TASK OBJECTIVE
Where a line below holds the string "NaiveDate", copy that line.
*** DATA PROVIDED ***
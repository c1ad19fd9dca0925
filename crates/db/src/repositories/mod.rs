pub mod appointment;
pub mod holiday;
pub mod schedule;

use chrono::{NaiveDate, NaiveDateTime, NaiveTime};

/// Half-open timestamp bounds covering every day in `[start, end]`.
pub(crate) fn day_bounds(start: NaiveDate, end: NaiveDate) -> (NaiveDateTime, NaiveDateTime) {
    let after_end = end.succ_opt().unwrap_or(NaiveDate::MAX);
    (start.and_time(NaiveTime::MIN), after_end.and_time(NaiveTime::MIN))
}

#[cfg(test)]
mod tests {
    use super::*;

    #[test]
    fn test_day_bounds_cover_whole_days() {
        let start = NaiveDate::from_ymd_opt(2024, 3, 16).unwrap();
        let end = NaiveDate::from_ymd_opt(2024, 3, 22).unwrap();

        let (lower, upper) = day_bounds(start, end);

        assert_eq!(lower.to_string(), "2024-03-16 00:00:00");
        assert_eq!(upper.to_string(), "2024-03-23 00:00:00");
    }
}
*** End of DATA PROVIDED ***
RESPONSE BELOW
use chrono::{NaiveDate, NaiveDateTime, NaiveTime};
pub(crate) fn day_bounds(start: NaiveDate, end: NaiveDate) -> (NaiveDateTime, NaiveDateTime) {
    let after_end = end.succ_opt().unwrap_or(NaiveDate::MAX);
        let start = NaiveDate::from_ymd_opt(2024, 3, 16).unwrap();
        let end = NaiveDate::from_ymd_opt(2024, 3, 22).unwrap();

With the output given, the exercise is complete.